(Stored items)
=== Section Start ===
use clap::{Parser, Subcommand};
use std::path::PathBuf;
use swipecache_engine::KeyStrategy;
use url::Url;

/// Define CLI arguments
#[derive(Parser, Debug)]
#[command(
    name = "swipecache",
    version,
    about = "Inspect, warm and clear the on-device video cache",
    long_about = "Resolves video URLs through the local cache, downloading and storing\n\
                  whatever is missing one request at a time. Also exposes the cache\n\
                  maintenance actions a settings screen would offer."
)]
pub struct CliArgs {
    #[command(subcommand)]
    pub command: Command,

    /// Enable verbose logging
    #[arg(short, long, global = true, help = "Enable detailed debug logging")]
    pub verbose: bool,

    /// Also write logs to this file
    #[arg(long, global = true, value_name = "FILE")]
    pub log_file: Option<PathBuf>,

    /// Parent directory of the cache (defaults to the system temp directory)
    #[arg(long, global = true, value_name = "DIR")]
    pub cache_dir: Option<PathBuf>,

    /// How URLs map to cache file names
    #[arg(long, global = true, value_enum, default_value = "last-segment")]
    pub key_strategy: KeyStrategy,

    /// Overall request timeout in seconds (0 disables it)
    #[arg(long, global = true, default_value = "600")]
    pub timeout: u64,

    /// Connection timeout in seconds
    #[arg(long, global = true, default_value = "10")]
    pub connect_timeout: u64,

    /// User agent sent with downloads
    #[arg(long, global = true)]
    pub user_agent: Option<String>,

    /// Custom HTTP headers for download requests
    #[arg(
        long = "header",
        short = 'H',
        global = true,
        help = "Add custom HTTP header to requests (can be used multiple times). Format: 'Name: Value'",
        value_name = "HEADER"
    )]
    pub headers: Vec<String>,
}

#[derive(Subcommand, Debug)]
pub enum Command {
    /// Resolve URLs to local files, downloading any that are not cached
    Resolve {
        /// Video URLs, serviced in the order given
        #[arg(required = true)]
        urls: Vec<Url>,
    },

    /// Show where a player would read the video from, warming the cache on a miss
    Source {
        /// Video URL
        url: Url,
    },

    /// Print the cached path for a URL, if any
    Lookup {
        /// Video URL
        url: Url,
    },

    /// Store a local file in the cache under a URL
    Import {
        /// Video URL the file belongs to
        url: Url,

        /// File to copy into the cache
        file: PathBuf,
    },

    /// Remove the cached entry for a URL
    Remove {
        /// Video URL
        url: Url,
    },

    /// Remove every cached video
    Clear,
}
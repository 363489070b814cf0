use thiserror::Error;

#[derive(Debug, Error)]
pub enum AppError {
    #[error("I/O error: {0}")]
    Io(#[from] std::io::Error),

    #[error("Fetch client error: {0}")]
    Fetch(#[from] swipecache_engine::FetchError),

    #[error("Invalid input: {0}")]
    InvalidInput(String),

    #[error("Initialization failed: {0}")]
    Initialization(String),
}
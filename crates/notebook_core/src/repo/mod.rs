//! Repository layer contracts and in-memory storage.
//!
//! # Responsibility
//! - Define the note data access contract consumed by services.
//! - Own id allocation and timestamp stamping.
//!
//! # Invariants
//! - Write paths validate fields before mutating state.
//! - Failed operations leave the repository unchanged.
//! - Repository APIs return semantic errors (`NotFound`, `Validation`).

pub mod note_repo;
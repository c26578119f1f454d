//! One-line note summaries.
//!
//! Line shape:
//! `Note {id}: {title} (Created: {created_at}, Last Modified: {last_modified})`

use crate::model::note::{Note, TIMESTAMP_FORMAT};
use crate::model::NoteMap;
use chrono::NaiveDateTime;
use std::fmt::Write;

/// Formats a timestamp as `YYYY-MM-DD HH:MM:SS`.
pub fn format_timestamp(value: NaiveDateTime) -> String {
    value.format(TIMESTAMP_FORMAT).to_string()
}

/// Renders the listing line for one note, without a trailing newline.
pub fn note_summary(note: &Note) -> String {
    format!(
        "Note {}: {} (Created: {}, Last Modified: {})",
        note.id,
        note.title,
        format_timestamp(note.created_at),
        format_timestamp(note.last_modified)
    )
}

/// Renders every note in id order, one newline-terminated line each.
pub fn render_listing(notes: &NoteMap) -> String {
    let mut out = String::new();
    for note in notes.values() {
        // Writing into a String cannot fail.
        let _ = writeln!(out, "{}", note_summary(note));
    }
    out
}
=== Section End ===
* **Work item**
Quote every line of the data, word for word.

* **Finished task**
use clap::{Parser, Subcommand};
use std::path::PathBuf;
use swipecache_engine::KeyStrategy;
use url::Url;

/// Define CLI arguments
#[derive(Parser, Debug)]
#[command(
    name = "swipecache",
    version,
    about = "Inspect, warm and clear the on-device video cache",
    long_about = "Resolves video URLs through the local cache, downloading and storing\n\
                  whatever is missing one request at a time. Also exposes the cache\n\
                  maintenance actions a settings screen would offer."
)]
pub struct CliArgs {
    #[command(subcommand)]
    pub command: Command,

    /// Enable verbose logging
    #[arg(short, long, global = true, help = "Enable detailed debug logging")]
    pub verbose: bool,

    /// Also write logs to this file
    #[arg(long, global = true, value_name = "FILE")]
    pub log_file: Option<PathBuf>,

    /// Parent directory of the cache (defaults to the system temp directory)
    #[arg(long, global = true, value_name = "DIR")]
    pub cache_dir: Option<PathBuf>,

    /// How URLs map to cache file names
    #[arg(long, global = true, value_enum, default_value = "last-segment")]
    pub key_strategy: KeyStrategy,

    /// Overall request timeout in seconds (0 disables it)
    #[arg(long, global = true, default_value = "600")]
    pub timeout: u64,

    /// Connection timeout in seconds
    #[arg(long, global = true, default_value = "10")]
    pub connect_timeout: u64,

    /// User agent sent with downloads
    #[arg(long, global = true)]
    pub user_agent: Option<String>,

    /// Custom HTTP headers for download requests
    #[arg(
        long = "header",
        short = 'H',
        global = true,
        help = "Add custom HTTP header to requests (can be used multiple times). Format: 'Name: Value'",
        value_name = "HEADER"
    )]
    pub headers: Vec<String>,
}

#[derive(Subcommand, Debug)]
pub enum Command {
    /// Resolve URLs to local files, downloading any that are not cached
    Resolve {
        /// Video URLs, serviced in the order given
        #[arg(required = true)]
        urls: Vec<Url>,
    },

    /// Show where a player would read the video from, warming the cache on a miss
    Source {
        /// Video URL
        url: Url,
    },

    /// Print the cached path for a URL, if any
    Lookup {
        /// Video URL
        url: Url,
    },

    /// Store a local file in the cache under a URL
    Import {
        /// Video URL the file belongs to
        url: Url,

        /// File to copy into the cache
        file: PathBuf,
    },

    /// Remove the cached entry for a URL
    Remove {
        /// Video URL
        url: Url,
    },

    /// Remove every cached video
    Clear,
}
repository 363489070b814cf0
use thiserror::Error;

#[derive(Debug, Error)]
pub enum AppError {
    #[error("I/O error: {0}")]
    Io(#[from] std::io::Error),

    #[error("Fetch client error: {0}")]
    Fetch(#[from] swipecache_engine::FetchError),

    #[error("Invalid input: {0}")]
    InvalidInput(String),

    #[error("Initialization failed: {0}")]
    Initialization(String),
}
filename crates/notebook_core/src/repo/mod.rs
//! Repository layer contracts and in-memory storage.
//!
//! # Responsibility
//! - Define the note data access contract consumed by services.
//! - Own id allocation and timestamp stamping.
//!
//! # Invariants
//! - Write paths validate fields before mutating state.
//! - Failed operations leave the repository unchanged.
//! - Repository APIs return semantic errors (`NotFound`, `Validation`).

pub mod note_repo;
repository c26578119f1f454d
//! One-line note summaries.
//!
//! Line shape:
//! `Note {id}: {title} (Created: {created_at}, Last Modified: {last_modified})`

use crate::model::note::{Note, TIMESTAMP_FORMAT};
use crate::model::NoteMap;
use chrono::NaiveDateTime;
use std::fmt::Write;

/// Formats a timestamp as `YYYY-MM-DD HH:MM:SS`.
pub fn format_timestamp(value: NaiveDateTime) -> String {
    value.format(TIMESTAMP_FORMAT).to_string()
}

/// Renders the listing line for one note, without a trailing newline.
pub fn note_summary(note: &Note) -> String {
    format!(
        "Note {}: {} (Created: {}, Last Modified: {})",
        note.id,
        note.title,
        format_timestamp(note.created_at),
        format_timestamp(note.last_modified)
    )
}

/// Renders every note in id order, one newline-terminated line each.
pub fn render_listing(notes: &NoteMap) -> String {
    let mut out = String::new();
    for note in notes.values() {
        // Writing into a String cannot fail.
        let _ = writeln!(out, "{}", note_summary(note));
    }
    out
}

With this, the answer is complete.